WHAT IS BEING ASKED:
Look through the entries. Copy each line that has the word "changed".

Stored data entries
##############################
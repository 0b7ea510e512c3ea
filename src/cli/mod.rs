//! CLI layer - Command-line interface

pub mod commands;
pub mod output;

pub use commands::{Cli, Commands};
pub use output::{
    format_backup_outcome, format_day_list, format_entry_list, format_search_results,
    format_stats, format_template_list,
};
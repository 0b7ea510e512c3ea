//! Editing days and single entries
//!
//! A front-end opens a [`DayEditSession`], feeds it keys through
//! [`DayEditor::handle_key`] and gets `Saved` text persisted for free.

use crate::application::EntryService;
use crate::domain::editor::{open_editor, EditSession, EditorEvent, Key};
use crate::error::{DaybookError, Result};
use crate::infrastructure::{DayStore, ExternalEditor, Settings};
use tracing::debug;

/// What an edit session writes back to
#[derive(Debug, Clone, PartialEq, Eq)]
pub enum EditTarget {
    /// A whole day file
    Day(String),
    /// One entry of a day file
    Entry { day: String, index: usize },
}

/// An edit session bound to the day text it came from
#[derive(Debug)]
pub struct DayEditSession {
    target: EditTarget,
    /// Title the entry must still have when saving
    expected_title: Option<String>,
    /// Entries the last save left in the day, starting at the target index
    span: usize,
    session: EditSession,
}

impl DayEditSession {
    pub fn target(&self) -> &EditTarget {
        &self.target
    }

    pub fn session(&self) -> &EditSession {
        &self.session
    }

    pub fn is_finished(&self) -> bool {
        self.session.is_finished()
    }
}

/// Service opening edit sessions over days and persisting their saves
pub struct DayEditor<'a, S: DayStore> {
    store: &'a S,
    settings: &'a Settings,
}

impl<'a, S: DayStore> DayEditor<'a, S> {
    pub fn new(store: &'a S, settings: &'a Settings) -> Self {
        DayEditor { store, settings }
    }

    /// Raw text of a day, empty when it doesn't exist yet
    fn day_text(&self, filename: &str) -> Result<String> {
        match self.store.read_day_file(filename) {
            Ok(text) => Ok(text),
            Err(e) if e.is_not_found() => Ok(String::new()),
            Err(e) => Err(e.into()),
        }
    }

    /// Start editing a whole day
    pub fn open_day(&self, filename: &str, viewport_height: usize) -> Result<DayEditSession> {
        let text = self.day_text(filename)?;
        Ok(DayEditSession {
            target: EditTarget::Day(filename.to_string()),
            expected_title: None,
            span: 0,
            session: open_editor(&text, viewport_height),
        })
    }

    /// Start editing one entry of a day
    pub fn open_entry(
        &self,
        filename: &str,
        index: usize,
        viewport_height: usize,
    ) -> Result<DayEditSession> {
        let entries = EntryService::new(self.store, self.settings).entries_for_day(filename)?;
        let entry = entries.get(index).ok_or_else(|| {
            DaybookError::EntryNotFound(format!("{} has no entry #{}", filename, index))
        })?;

        let text = self.settings.tag_style.format().render_entry(entry);
        Ok(DayEditSession {
            target: EditTarget::Entry {
                day: filename.to_string(),
                index,
            },
            expected_title: Some(entry.title.clone()),
            span: 1,
            session: open_editor(&text, viewport_height),
        })
    }

    /// Feed a key to the session, writing `Saved` text back to the store
    pub fn handle_key(&self, edit: &mut DayEditSession, key: Key) -> Result<EditorEvent> {
        let event = edit.session.handle_key(key);
        if let EditorEvent::Saved(text) = &event {
            self.save(edit, text)?;
        }
        Ok(event)
    }

    fn save(&self, edit: &mut DayEditSession, text: &str) -> Result<()> {
        match &edit.target {
            EditTarget::Day(filename) => self.store.write_day_file(filename, text)?,
            EditTarget::Entry { day, index } => {
                // A buffer that grew new headings now covers that many entries
                edit.span = EntryService::new(self.store, self.settings).replace_entries(
                    day,
                    *index,
                    edit.span,
                    edit.expected_title.as_deref(),
                    text,
                )?;

                // Later saves check against the title just written
                let format = self.settings.tag_style.format();
                if let Some(first) = format.parse(text, day).first() {
                    edit.expected_title = Some(first.title.clone());
                }
            }
        }
        debug!(edit_target = ?edit.target, "edit saved");
        Ok(())
    }

    /// Edit a day in an external editor; returns whether it changed
    pub fn edit_day_external(&self, filename: &str, editor: &ExternalEditor) -> Result<bool> {
        let before = self.day_text(filename)?;
        let after = editor.edit_text(&before, filename)?;

        if after == before {
            return Ok(false);
        }
        self.store.write_day_file(filename, &after)?;
        Ok(true)
    }

    /// Edit one entry in an external editor; returns whether it changed
    pub fn edit_entry_external(
        &self,
        filename: &str,
        index: usize,
        editor: &ExternalEditor,
    ) -> Result<bool> {
        let edit = self.open_entry(filename, index, 1)?;
        let before = edit.session.buffer().text();
        let after = editor.edit_text(&before, filename)?;

        if after.trim_end() == before.trim_end() {
            return Ok(false);
        }
        EntryService::new(self.store, self.settings).replace_entry(
            filename,
            index,
            edit.expected_title.as_deref(),
            &after,
        )?;
        Ok(true)
    }
}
##############################
THE COMPLETED TASK:
    /// Edit a day in an external editor; returns whether it changed
    /// Edit one entry in an external editor; returns whether it changed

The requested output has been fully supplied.